Other fest execs feel optimistic about the appointment. “As members of the LGBTQ community, it’s only natural that John and Kim have brought a heightened awareness of underrepresented voices to their work,” says Robert Kushner, executive director of New York’s LGBTQ film festival NewFest. “I’m sure their partnership will translate into even greater mainstream representation of marginalized voices in film. The industry as a whole will be better off for that.”
Since this is the first Sundance with two out execs running the show, has it been reflected at the fest in any way? “We always program with representation and gender parity in our minds,” Yutani says. “And sometimes it works out that you have a higher representation of women, or not. This year I feel like the process was really organic, and I’m happy about that because it makes it seem like me being in this position means something, but at the same time, I think as a team we are always thinking about gender and who is being represented in our program.”
The 2019 slate includes such LGBTQ-themed films as Rhys Ernst’s Next section coming-of-age drama “Adam” and the U.S. Dramatic Competition lesbian drama “To the Stars.” Among the 61 directors of 56 films playing in four competition categories, 42% are women; 39% are people of color; and 23% are people who identify as LGBTQ.

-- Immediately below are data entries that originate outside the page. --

//! Connection bootstrap utilities for SQLite.
//!
//! # Responsibility
//! - Open file or in-memory SQLite connections for one `Schema`.
//! - Configure connection pragmas required by core behavior.
//! - Trigger schema migrations before returning a usable connection.
//!
//! # Invariants
//! - Returned connections have `foreign_keys=ON`.
//! - Returned connections have migrations of their schema fully applied.

use super::migrations::apply_migrations;
use super::{DbResult, Schema};
use log::{error, info};
use rusqlite::Connection;
use std::path::Path;
use std::time::{Duration, Instant};

/// Opens a SQLite database file and applies all pending `schema` migrations.
///
/// # Side effects
/// - Performs connection bootstrap and migration checks.
/// - Emits `db_open` logging events with duration and status.
pub fn open_db(path: impl AsRef<Path>, schema: Schema) -> DbResult<Connection> {
    open_with("file", schema, || Connection::open(path))
}

/// Opens an in-memory SQLite database and applies all pending `schema`
/// migrations.
pub fn open_db_in_memory(schema: Schema) -> DbResult<Connection> {
    open_with("memory", schema, Connection::open_in_memory)
}

fn open_with(
    mode: &'static str,
    schema: Schema,
    connect: impl FnOnce() -> rusqlite::Result<Connection>,
) -> DbResult<Connection> {
    let started_at = Instant::now();
    info!(
        "event=db_open module=db status=start mode={mode} schema={}",
        schema.as_str()
    );

    let mut conn = match connect() {
        Ok(conn) => conn,
        Err(err) => {
            error!(
                "event=db_open module=db status=error mode={mode} schema={} duration_ms={} error_code=db_open_failed error={}",
                schema.as_str(),
                started_at.elapsed().as_millis(),
                err
            );
            return Err(err.into());
        }
    };

    match bootstrap_connection(&mut conn, schema) {
        Ok(()) => {
            info!(
                "event=db_open module=db status=ok mode={mode} schema={} duration_ms={}",
                schema.as_str(),
                started_at.elapsed().as_millis()
            );
            Ok(conn)
        }
        Err(err) => {
            error!(
                "event=db_open module=db status=error mode={mode} schema={} duration_ms={} error_code=db_bootstrap_failed error={}",
                schema.as_str(),
                started_at.elapsed().as_millis(),
                err
            );
            Err(err)
        }
    }
}

fn bootstrap_connection(conn: &mut Connection, schema: Schema) -> DbResult<()> {
    conn.execute_batch("PRAGMA foreign_keys = ON;")?;
    conn.busy_timeout(Duration::from_secs(5))?;
    apply_migrations(conn, schema)?;
    Ok(())
}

Those statistics are from a new analysis by Sundance and the USC Annenberg Inclusion Initiative, to be discussed at a Jan. 25 panel. Other panels that will explore diversity include the “decolonization” of indie film, transgender storytelling, Native Americans and African-Americans in film, the impact of “Crazy Rich Asians,” the new docuseries “Loyalty: Stories” covering portraits of Muslim military personnel and the world premiere of the New York Times’ Op-Docs series episode “Travelling While Black.”

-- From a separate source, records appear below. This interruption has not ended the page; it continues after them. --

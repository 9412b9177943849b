//! Cliput library crate
//!
//! This crate provides the core functionality for the `cliput` CLI. It is
//! organized into small modules: `session` (scoped clipboard access with
//! throwing and non-throwing operation forms), `backend` (the platform seam,
//! real and in-memory), `edit` (the interactive stdin edit loop), and `error`
//! (the failure taxonomy). The binary `src/main.rs` calls `cliput_lib::run()`
//! to execute the CLI.
//!
//! Public API
//!
//! - `run()` — CLI entrypoint used by the binary.
//! - `ClipboardSession` — reusable clipboard wrapper for embedding callers.
//!
//! See each module for detailed documentation on functions and behavior.

pub mod backend;
pub mod edit;
pub mod error;
pub mod session;

use std::io::{self, Write};

use clap::{Parser, Subcommand};
use crossterm::execute;
use crossterm::style::{Color, Print, ResetColor, SetForegroundColor};
use crossterm::tty::IsTty;

pub use crate::error::ClipboardError;
pub use crate::session::ClipboardSession;

/// Top-level CLI types and runner. Keep `main.rs` thin.
#[derive(Parser, Debug)]
#[command(author, version, about, long_about = None)]
struct Cli {
    #[command(subcommand)]
    command: Option<Commands>,
}

#[derive(Subcommand, Debug)]
enum Commands {
    /// Replace the clipboard text
    Edit {
        /// New clipboard text; when omitted, lines are read from stdin until
        /// a line containing a NUL byte or end of input
        text: Option<String>,
    },
}

/// Run the cliput CLI.
///
/// Dispatch:
/// - no arguments — print the current clipboard text to stdout,
///   newline-terminated;
/// - `edit <text>` — set the clipboard text to `<text>` verbatim;
/// - `edit` — interactive: the first stdin line replaces the clipboard,
///   each further line is appended with a `\n` separator, and a line
///   containing a NUL byte stops the loop.
///
/// Any failure prints one `ERROR: <diagnostic>` line to stderr (red on a
/// tty, prior style restored) and exits with a non-zero code.
pub fn run() {
    let cli = Cli::parse();
    let mut session = ClipboardSession::new();
    let result = match cli.command {
        None => session.get_text().map(|text| println!("{text}")),
        Some(Commands::Edit { text: Some(text) }) => session.set_text(&text),
        Some(Commands::Edit { text: None }) => {
            let stdin = io::stdin();
            edit::edit_from_reader(&mut session, stdin.lock())
        }
    };
    if let Err(e) = result {
        report_error(&e.to_string());
        std::process::exit(1);
    }
}

/// Print `ERROR: <message>` to stderr, styled red when stderr is a tty.
/// Styling is cosmetic only; the text written is identical either way.
fn report_error(message: &str) {
    let mut stderr = io::stderr();
    if stderr.is_tty() {
        let _ = execute!(
            stderr,
            SetForegroundColor(Color::Red),
            Print(format!("ERROR: {message}\n")),
            ResetColor
        );
    } else {
        let _ = writeln!(stderr, "ERROR: {message}");
    }
}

“Our women’s initiative is ongoing, as is our Native American and Indigenous Film Program,” Cooper notes. But he seems most interested in the results of the Sundance/USC Annenberg analysis. “There’s a survey where they identify what the independent world looks like by gender, race, sexual orientation, the whole thing. I have a sense that there’s lots of work to still be done on financing and getting things into production. That’s something that we don’t control as much at the festival, but we might have more influence on it with the Sundance Institute at large.”
Sundance has long reflected LGBTQ issues, so any changes with two gay execs leading the fest might not be that apparent. But could there be a return of the Queer Lounge, which ran in Park City from 2004-11? “I don’t know,” Cooper jokes. “Every lounge is a queer lounge at Sundance.”